The European Medicines Agency’s Committee for Medicinal Products for Human Use (CHMP) has issued a positive opinion recommending approval of Boey (trenibotulinumtoxinE) in adults where the condition has a significant psychological impact.

 

The decision marks a key step in the centralized EU review process. A final ruling from the European Commission is expected in the coming months and, if approved, would apply across all 30 European Economic Area countries.

 

“A positive opinion for Boey reflects years of scientific innovation and clinical development aimed at advancing botulinum toxin science,” said Roopal Thakkar, executive vice president, research and development, chief scientific officer, AbbVie. “We strongly believe Boey has the potential to offer a differentiated treatment option for many people who are still considering facial injectables."

 

The CHMP backing is based on results from two pivotal Phase 3 trials, which evaluated efficacy and safety in adults with moderate to severe glabellar lines. 

 

According to the data, all primary and secondary endpoints were met, with onset of effect observed as early as eight hours after administration—the earliest timepoint assessed—and benefits lasting two to three weeks.
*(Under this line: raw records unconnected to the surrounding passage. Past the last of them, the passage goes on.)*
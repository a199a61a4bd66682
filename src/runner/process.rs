//! Runners that shell out to the host operating system.
//!
//! Both runners pipe the child's output, drain each pipe on its own thread
//! and block until the child exits. With a timeout configured the child is
//! started as the leader of a new process group, polled until the deadline
//! and then killed together with everything it started, so descendants
//! holding the pipes open cannot stall collection.

use std::ffi::OsString;
use std::io::{self, Read, Write};
use std::process::{Child, Command, ExitStatus, Stdio};
use std::thread::{self, JoinHandle};
use std::time::{Duration, Instant};

use tracing::{debug, warn};

use super::types::{CommandOutput, CommandRunner, RunnerError};

const WAIT_POLL_INTERVAL: Duration = Duration::from_millis(20);
const SPAWN_BUSY_RETRIES: u32 = 5;
const SPAWN_BUSY_BACKOFF: Duration = Duration::from_millis(50);
const PIPE_BUFFER_SIZE: usize = 8 * 1024;

/// Runner that captures output without echoing it.
#[derive(Clone, Copy, Debug, Default, Eq, PartialEq)]
pub struct ProcessCommandRunner {
    timeout: Option<Duration>,
}

impl ProcessCommandRunner {
    /// Creates a runner that waits indefinitely for each command.
    #[must_use]
    pub const fn new() -> Self {
        Self { timeout: None }
    }

    /// Sets the per-command timeout. `None` waits indefinitely.
    #[must_use]
    pub const fn with_timeout(mut self, timeout: Option<Duration>) -> Self {
        self.timeout = timeout;
        self
    }
}

impl CommandRunner for ProcessCommandRunner {
    fn run(&self, program: &str, args: &[OsString]) -> Result<CommandOutput, RunnerError> {
        execute(program, args, self.timeout, Forwarding::Capture)
    }

    fn timeout(&self) -> Option<Duration> {
        self.timeout
    }
}

/// Runner that forwards child output to this process's stdout and stderr
/// as it arrives, while also capturing it.
#[derive(Clone, Copy, Debug, Default, Eq, PartialEq)]
pub struct StreamingCommandRunner {
    timeout: Option<Duration>,
}

impl StreamingCommandRunner {
    /// Creates a runner that waits indefinitely for each command.
    #[must_use]
    pub const fn new() -> Self {
        Self { timeout: None }
    }

    /// Sets the per-command timeout. `None` waits indefinitely.
    #[must_use]
    pub const fn with_timeout(mut self, timeout: Option<Duration>) -> Self {
        self.timeout = timeout;
        self
    }
}

impl CommandRunner for StreamingCommandRunner {
    fn run(&self, program: &str, args: &[OsString]) -> Result<CommandOutput, RunnerError> {
        execute(program, args, self.timeout, Forwarding::Tee)
    }

    fn timeout(&self) -> Option<Duration> {
        self.timeout
    }
}

#[derive(Clone, Copy, Debug, Eq, PartialEq)]
enum Forwarding {
    Capture,
    Tee,
}

fn execute(
    program: &str,
    args: &[OsString],
    timeout: Option<Duration>,
    forwarding: Forwarding,
) -> Result<CommandOutput, RunnerError> {
    let mut child = spawn(program, args, timeout.is_some())?;

    let tee = forwarding == Forwarding::Tee;
    let stdout_drain = child
        .stdout
        .take()
        .map(|pipe| drain(pipe, tee.then(io::stdout)));
    let stderr_drain = child
        .stderr
        .take()
        .map(|pipe| drain(pipe, tee.then(io::stderr)));

    let waited = wait(&mut child, program, timeout);
    if waited.is_err() {
        kill_tree(&mut child);
        child.wait().ok();
    }

    let stdout = collect(stdout_drain);
    let stderr = collect(stderr_drain);
    let (status, timed_out) = waited?;

    Ok(CommandOutput {
        code: status.code(),
        stdout,
        stderr,
        timed_out,
    })
}

fn spawn(program: &str, args: &[OsString], isolate: bool) -> Result<Child, RunnerError> {
    let mut attempt = 0;
    loop {
        let mut command = Command::new(program);
        command
            .args(args)
            .stdin(Stdio::null())
            .stdout(Stdio::piped())
            .stderr(Stdio::piped());
        if isolate {
            new_process_group(&mut command);
        }

        let spawned = command.spawn();

        match spawned {
            Ok(child) => return Ok(child),
            // A freshly written executable can still be open for writing in a
            // forked sibling; the condition clears once that sibling execs.
            Err(err)
                if err.kind() == io::ErrorKind::ExecutableFileBusy
                    && attempt < SPAWN_BUSY_RETRIES =>
            {
                attempt += 1;
                debug!(program, attempt, "executable busy, retrying spawn");
                thread::sleep(SPAWN_BUSY_BACKOFF);
            }
            Err(err) => {
                return Err(RunnerError::Spawn {
                    program: program.to_owned(),
                    message: err.to_string(),
                });
            }
        }
    }
}

fn wait(
    child: &mut Child,
    program: &str,
    timeout: Option<Duration>,
) -> Result<(ExitStatus, bool), RunnerError> {
    let wait_error = |err: io::Error| RunnerError::Wait {
        program: program.to_owned(),
        message: err.to_string(),
    };

    let Some(limit) = timeout else {
        return child.wait().map(|status| (status, false)).map_err(wait_error);
    };

    let deadline = Instant::now() + limit;
    loop {
        if let Some(status) = child.try_wait().map_err(wait_error)? {
            return Ok((status, false));
        }

        let now = Instant::now();
        if now >= deadline {
            warn!(program, timeout_secs = limit.as_secs(), "killing command after timeout");
            // The child may exit between the poll and the kill; `wait` still
            // reaps it either way.
            kill_tree(child);
            let status = child.wait().map_err(wait_error)?;
            return Ok((status, true));
        }

        thread::sleep(WAIT_POLL_INTERVAL.min(deadline - now));
    }
}

#[cfg(unix)]
fn new_process_group(command: &mut Command) {
    use std::os::unix::process::CommandExt;

    command.process_group(0);
}

#[cfg(not(unix))]
const fn new_process_group(_command: &mut Command) {}

/// Kills the child and, on Unix, every process in its group.
///
/// The group only exists when the child was spawned with a timeout; for
/// other children `killpg` fails and the direct kill still applies.
#[cfg(unix)]
fn kill_tree(child: &mut Child) {
    if let Ok(group) = libc::pid_t::try_from(child.id()) {
        // SAFETY: `killpg` takes no pointers. The child has not been reaped
        // yet, so its pid still names the group it leads.
        let sent = unsafe { libc::killpg(group, libc::SIGKILL) };
        if sent != 0 {
            debug!(
                pid = child.id(),
                error = %io::Error::last_os_error(),
                "process group kill failed"
            );
        }
    }
    child.kill().ok();
}

#[cfg(not(unix))]
fn kill_tree(child: &mut Child) {
    child.kill().ok();
}

fn drain<P, W>(mut pipe: P, sink: Option<W>) -> JoinHandle<Vec<u8>>
where
    P: Read + Send + 'static,
    W: Write + Send + 'static,
{
    thread::spawn(move || {
        let mut forward = sink;
        let mut captured = Vec::new();
        let mut buffer = [0_u8; PIPE_BUFFER_SIZE];
        loop {
            match pipe.read(&mut buffer) {
                Ok(0) => break,
                Ok(read) => {
                    let Some(chunk) = buffer.get(..read) else {
                        break;
                    };
                    captured.extend_from_slice(chunk);
                    if let Some(out) = forward.as_mut()
                        && out.write_all(chunk).and_then(|()| out.flush()).is_err()
                    {
                        // Keep draining so the child never blocks on a full pipe.
                        forward = None;
                    }
                }
                Err(err) if err.kind() == io::ErrorKind::Interrupted => {}
                Err(_) => break,
            }
        }
        captured
    })
}

fn collect(handle: Option<JoinHandle<Vec<u8>>>) -> String {
    let bytes = handle
        .and_then(|drain_thread| drain_thread.join().ok())
        .unwrap_or_default();
    String::from_utf8_lossy(&bytes).into_owned()
}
Safety outcomes showed treatment-emergent adverse events were comparable to placebo, including across up to three consecutive treatments.

 

If granted approval, Allergan Aesthetics plans to begin training healthcare professionals on Boey use ahead of a commercial rollout in the coming months. Regulatory submissions are also underway in additional countries as the company seeks broader global approvals.